Some of the math is below.

In [22]:
#figuring out how much money each of year of age adds, on average, to the credit limit.

.146/df.AGE.std() * df.LIMIT_BAL.std()

2041.9323193033679

In [23]:
#Converting NTU to USD.

2041.93 * .031

63.29983

<b>Checking the assumptions</b>

We will see here that the residuals are not normally distributed, nor are they homoscedastic. This will lead to running a simulation to double-check the regression model.

In [26]:
#checking normality of distribution of residuals

from statsmodels.graphics.gofplots import qqplot

y_hat = results.predict(X)

residuals = y - y_hat

fig = qqplot(data=residuals, line="45")
#plt.savefig("qqplot", dpi=200)

<IPython.core.display.Javascript object>

  ax.plot(x, y, fmt, **plot_style)


In [27]:
#checking for homoscedasticity
fig, ax = plt.subplots()

ax.scatter(X[:,1], residuals, color="green", alpha=.1, edgecolor="white")
plt.box(False)
ax.tick_params(bottom=False, left=False)
plt.title("Residuals")
ax.set_xlabel("Age (Z-Score)")
ax.set_ylabel("Residual Credit Limit (Z-Score)")
#plt.savefig("residuals.png", dpi=300)

<IPython.core.display.Javascript object>

In [29]:
#running the simulation to check the p-value and confidence interval of the slope of the regression.

cases = np.zeros((10000, 2))

for i in range(10000):
    
    rand = np.random.RandomState(seed=(6*i+1))

    rand_y = rand.choice(residuals, size=10000, replace=True)

    sim_model = lm.OLS(rand_y, X)
    sim_results = sim_model.fit()

    cases[i] = sim_results.params

    
m_s = cases[:, 1]
b_s = cases[:, 0]

p_m = np.mean(abs(m_s) >= .146)
CI_m = [.1447 + np.quantile(m_s, .025), .1447 + np.quantile(m_s, .975)]

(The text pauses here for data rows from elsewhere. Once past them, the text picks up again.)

//! The course document: every section and activity the page displays.
//!
//! The document is the headless stand-in for the rendered page. Controllers
//! mutate it optimistically and the host re-renders from it.

use std::sync::Arc;

use parking_lot::Mutex;

use super::activity::ActivityView;
use super::ids::{ItemId, SectionId};
use super::section::SectionView;
use crate::error::ModelError;

/// Either kind of editable entry.
#[derive(Clone, Debug, PartialEq, Eq, Hash)]
pub enum ItemRef {
    Activity(ItemId),
    Section(SectionId),
}

/// All sections of a course page, in display order.
#[derive(Clone, Debug, Default)]
pub struct CourseDocument {
    sections: Vec<SectionView>,
}

impl CourseDocument {
    pub fn new() -> Self {
        Self::default()
    }

    pub fn with_section(mut self, section: SectionView) -> Self {
        self.sections.push(section);
        self
    }

    pub fn push_section(&mut self, section: SectionView) {
        self.sections.push(section);
    }

    pub fn sections(&self) -> &[SectionView] {
        &self.sections
    }

    pub fn sections_mut(&mut self) -> &mut [SectionView] {
        &mut self.sections
    }

    pub fn section(&self, id: &SectionId) -> Option<&SectionView> {
        self.sections.iter().find(|s| &s.id == id)
    }

    pub fn section_mut(&mut self, id: &SectionId) -> Option<&mut SectionView> {
        self.sections.iter_mut().find(|s| &s.id == id)
    }

    pub fn activity(&self, id: &ItemId) -> Option<&ActivityView> {
        self.activities().find(|a| &a.id == id)
    }

    pub fn activity_mut(&mut self, id: &ItemId) -> Option<&mut ActivityView> {
        self.sections
            .iter_mut()
            .flat_map(|s| s.activities.iter_mut())
            .find(|a| &a.id == id)
    }

    /// Every activity, section by section.
    pub fn activities(&self) -> impl Iterator<Item = &ActivityView> {
        self.sections.iter().flat_map(|s| s.activities.iter())
    }

    /// The section containing an activity.
    pub fn section_of(&self, id: &ItemId) -> Option<&SectionView> {
        self.sections
            .iter()
            .find(|s| s.activities.iter().any(|a| &a.id == id))
    }

    /// Remove an activity's view, returning it.
    pub fn remove_activity(&mut self, id: &ItemId) -> Option<ActivityView> {
        self.sections.iter_mut().find_map(|section| {
            let pos = section.activities.iter().position(|a| &a.id == id)?;
            Some(section.activities.remove(pos))
        })
    }

    /// Insert `activity` directly after the activity `after`, in the same section.
    pub fn insert_activity_after(
        &mut self,
        after: &ItemId,
        activity: ActivityView,
    ) -> Result<(), ModelError> {
        for section in &mut self.sections {
            if let Some(pos) = section.activities.iter().position(|a| &a.id == after) {
                section.activities.insert(pos + 1, activity);
                return Ok(());
            }
        }
        Err(ModelError::UnknownItem(after.clone()))
    }

    /// Whether `item` exists in the document.
    pub fn contains(&self, item: &ItemRef) -> bool {
        match item {
            ItemRef::Activity(id) => self.activity(id).is_some(),
            ItemRef::Section(id) => self.section(id).is_some(),
        }
    }

    /// Move keyboard focus to one link of an activity, clearing it elsewhere.
    pub fn focus_activity_link(&mut self, id: &ItemId, action: &str) -> bool {
        if self.activity(id).and_then(|a| a.link(action)).is_none() {
            return false;
        }
        for section in &mut self.sections {
            section.links.iter_mut().for_each(|l| l.focused = false);
            for activity in &mut section.activities {
                let owner = &activity.id == id;
                for link in &mut activity.links {
                    link.focused = owner && link.action == action;
                }
            }
        }
        true
    }
}

/// Shared, thread-safe handle to a [`CourseDocument`].
///
/// Access goes through closures so a lock is never held across an await or
/// while signal slots run.
#[derive(Clone, Default)]
pub struct DocumentHandle {
    inner: Arc<Mutex<CourseDocument>>,
}

impl DocumentHandle {
    pub fn new(document: CourseDocument) -> Self {
        Self {
            inner: Arc::new(Mutex::new(document)),
        }
    }

    /// Run `f` with shared access to the document.
    pub fn read<R>(&self, f: impl FnOnce(&CourseDocument) -> R) -> R {
        f(&self.inner.lock())
    }

    /// Run `f` with exclusive access to the document.
    pub fn update<R>(&self, f: impl FnOnce(&mut CourseDocument) -> R) -> R {
        f(&mut self.inner.lock())
    }

    /// A copy of the current document.
    pub fn snapshot(&self) -> CourseDocument {
        self.inner.lock().clone()
    }
}

impl std::fmt::Debug for DocumentHandle {
    fn fmt(&self, f: &mut std::fmt::Formatter<'_>) -> std::fmt::Result {
        f.debug_struct("DocumentHandle")
            .field("sections", &self.inner.lock().sections.len())
            .finish()
    }
}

p_b = np.mean(abs(b_s) > 1.735e-18)
CI_b = [1.735e-18 + np.quantile(b_s, .025), 1.735e-18 + np.quantile(m_s, .975)]

print(f"""
The results of running 10,000 simulations confirm that there is a statistically significant
relationship between age and credit limit, with a coefficient line of equal or greater
absolute magnitude arising by chance in {100*p_m:.2f}% of cases (e.g., p={p_m:.2g}). Based
on these simulations, the estimated .95 confidence interval of the coefficient is 
[{CI_m[0]:.3f}, {CI_m[1]:.3f}]. This is very close to the .95 CI of the model, [.127, .165].
""")



The results of running 10,000 simulations confirm that there is a statistically significant
relationship between age and credit limit, with a coefficient line of equal or greater
absolute magnitude arising by chance in 0.00% of cases (e.g., p=0). Based
on these simulations, the estimated .95 confidence interval of the coefficient is 
[0.125, 0.164]. This is very close to the .95 CI of the model, [.127, .165].



**Reflection**

In the case of the regression line, the results seem fairly robust despite the violating the assumptions of the model. When looking at the slope of the line, the p-value and CI from the simulation are very close to those provided by the test.